We retrieved SVI values from the Center for Disease Control (CDC) released for 2018 [12]. We mapped patient addresses to census tracts using ArcGIS Pro with the Business Analyst toolbox and aggregated outcome rates by census tract for visualization. We mapped the SVI data by census tract to each patient. We also mapped the patients to their area deprivation index [39] values for 2015 using ZIP + 4 codes.

We selected a group of postoperative outcomes to analyze: 30-day mortality, congestive heart failure, leg blood clot, heart attack, surgical wound infection, pneumonia, nerve injury, abnormal heart rhythm, acute kidney injury, and delirium. All outcomes are incident, and they are defined in prior work [31]. We selected all possible physician confirmed outcomes and only excluded complications with very low incidence (less than 0.75%) as those would yield unreliable statistical results. Out of all the outcomes, delirium had a lower number of tested cases and a high incidence rate (Table 1) as it was evaluated using the confusion assessment method [40] which was only conducted on a subset of patients.

Table 1 Participant cohort statistical characteristics. Confusion Assessment Method (manually expensive) was performed only on a subset of patients identified and hence higher incidence rate for delirium

Statistical analyses

We constructed three levels of modeling to account for different covariate factors in each level.
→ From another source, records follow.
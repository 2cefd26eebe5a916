#![allow(dead_code)]

use std::collections::HashMap;
use std::sync::atomic::AtomicUsize;
use std::sync::atomic::Ordering;
use std::sync::Arc;
use std::time::Duration;

use async_trait::async_trait;
use coinmatrix_cache::clock::ManualClock;
use coinmatrix_cache::error::StorageError;
use coinmatrix_cache::error::UpstreamError;
use coinmatrix_cache::key::CacheKey;
use coinmatrix_cache::store::CacheEntry;
use coinmatrix_cache::store::CacheStore;
use coinmatrix_cache::upstream::Transport;
use coinmatrix_cache::upstream::UpstreamRequest;
use coinmatrix_cache::MemoryStore;
use parking_lot::Mutex;
use serde_json::Value;

#[derive(Debug, Clone)]
enum Route {
    Body(Value),
    Status(u16),
}

/// Canned provider responses keyed by URL path suffix.
#[derive(Debug, Default)]
pub struct MockTransport {
    routes:   Mutex<HashMap<String, Route>>,
    requests: Mutex<Vec<UpstreamRequest>>,
    calls:    AtomicUsize,
    delay:    Mutex<Option<Duration>>,
}

impl MockTransport {
    pub fn new() -> Arc<Self> {
        Arc::new(Self::default())
    }

    pub fn respond(&self, suffix: &str, body: Value) -> &Self {
        self.routes.lock().insert(suffix.to_string(), Route::Body(body));
        self
    }

    pub fn fail(&self, suffix: &str, status: u16) -> &Self {
        self.routes.lock().insert(suffix.to_string(), Route::Status(status));
        self
    }

    /// Every response takes this long.
    pub fn with_delay(&self, delay: Duration) -> &Self {
        *self.delay.lock() = Some(delay);
        self
    }

    pub fn calls(&self) -> usize {
        self.calls.load(Ordering::SeqCst)
    }

    pub fn calls_to(&self, suffix: &str) -> usize {
        self.requests.lock().iter().filter(|r| r.url.ends_with(suffix)).count()
    }

    pub fn requests(&self) -> Vec<UpstreamRequest> {
        self.requests.lock().clone()
    }
}

#[async_trait]
impl Transport for MockTransport {
    async fn get_json(&self, request: UpstreamRequest) -> Result<Value, UpstreamError> {
        self.calls.fetch_add(1, Ordering::SeqCst);
        self.requests.lock().push(request.clone());

        let delay = *self.delay.lock();
        if let Some(delay) = delay {
            tokio::time::sleep(delay).await;
        }

        let route = self
            .routes
            .lock()
            .iter()
            .find(|(suffix, _)| request.url.ends_with(suffix.as_str()))
            .map(|(_, route)| route.clone());

        match route {
            Some(Route::Body(body)) => Ok(body),
            Some(Route::Status(status)) => Err(UpstreamError::Status {
                url: request.url,
                status,
            }),
            None => Err(UpstreamError::Status {
                url:    request.url,
                status: 404,
            }),
        }
    }
}

/// A store whose backend is down.
#[derive(Debug, Default)]
pub struct FailingStore;

#[async_trait]
impl CacheStore for FailingStore {
    async fn read_fresh(&self, _key: &CacheKey, _max_age: Duration) -> Result<Option<Value>, StorageError> {
        Err(StorageError::Unavailable("connection refused".into()))
    }

    async fn upsert(&self, _key: &CacheKey, _payload: &Value) -> Result<(), StorageError> {
        Err(StorageError::Unavailable("connection refused".into()))
    }

    async fn read_entry(&self, _key: &CacheKey) -> Result<Option<CacheEntry>, StorageError> {
        Err(StorageError::Unavailable("connection refused".into()))
    }
}

/// A [`MemoryStore`] whose freshness reads take a while.
#[derive(Debug)]
pub struct SlowStore {
    inner: MemoryStore,
    delay: Duration,
}

impl SlowStore {
    pub fn new(inner: MemoryStore, delay: Duration) -> Self {
        Self { inner, delay }
    }
}

#[async_trait]
impl CacheStore for SlowStore {
    async fn read_fresh(&self, key: &CacheKey, max_age: Duration) -> Result<Option<Value>, StorageError> {
        tokio::time::sleep(self.delay).await;
        self.inner.read_fresh(key, max_age).await
    }

    async fn upsert(&self, key: &CacheKey, payload: &Value) -> Result<(), StorageError> {
        self.inner.upsert(key, payload).await
    }

    async fn read_entry(&self, key: &CacheKey) -> Result<Option<CacheEntry>, StorageError> {
        self.inner.read_entry(key).await
    }
}

pub fn manual_clock() -> (ManualClock, Arc<ManualClock>) {
    let clock = ManualClock::default();
    (clock.clone(), Arc::new(clock))
}

pub fn market_rows(ids: &[&str]) -> Value {
    Value::Array(
        ids.iter()
            .enumerate()
            .map(|(rank, id)| serde_json::json!({"id": id, "market_cap_rank": rank + 1}))
            .collect(),
    )
}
For each outcome, we fit binary logistic regression models of the postoperative outcomes with the overall summary percentile ranking of SVI (RPL_THEMES) as an independent variable. We chose this linear modeling scheme as it reduces the chances of overfitting and can also estimate the gradual effects of social vulnerability variables on the incidence of postoperative complications. It also allows us to test specific interaction terms as done in subsequent analyses. We controlled for age, sex, race, and surgical speciality for level 0 and additionally for body mass index (BMI), smoking status, and diabetes for the level 1 model. In level 2 modeling, we added preoperative ASA physical status, functional capacity and comorbidities (aortic stenosis, hypertension, dialysis, coronary arterial disease, history of myocardial infarction, congestive heart failure, atrial fibrillation, history of stroke or transient ischemic attack, deep venous thrombosis, asthma, pulmonary embolism, chronic obstructive pulmonary disease, pulmonary hypertension, obstructive sleep apnea, cirrhosis, and dementia). We selected these three levels of modeling where the zeroth level included basic demographic factors, first level included preoperative variables that do not necessarily relate to the relationship between SVI and postoperative complications, and the second level including basic health and comorbidities that are likely to be related to the SVI-postoperative complications relationship. From these model coefficients, the odds ratio is reported between the two ends of ranking of the SVI values. Models with an SVI:sex and SVI:race interaction term were also computed. Additionally, we also computed models for the four themes of SVI using the level 1 implementation. For the main and interaction effects, we accounted for multiple comparisons using the Benjamini–Hochberg false discovery rate correction [41]. For the fine grained theme-based effect models, we did not apply multiple comparison correction as associations were already confirmed from the main effects models.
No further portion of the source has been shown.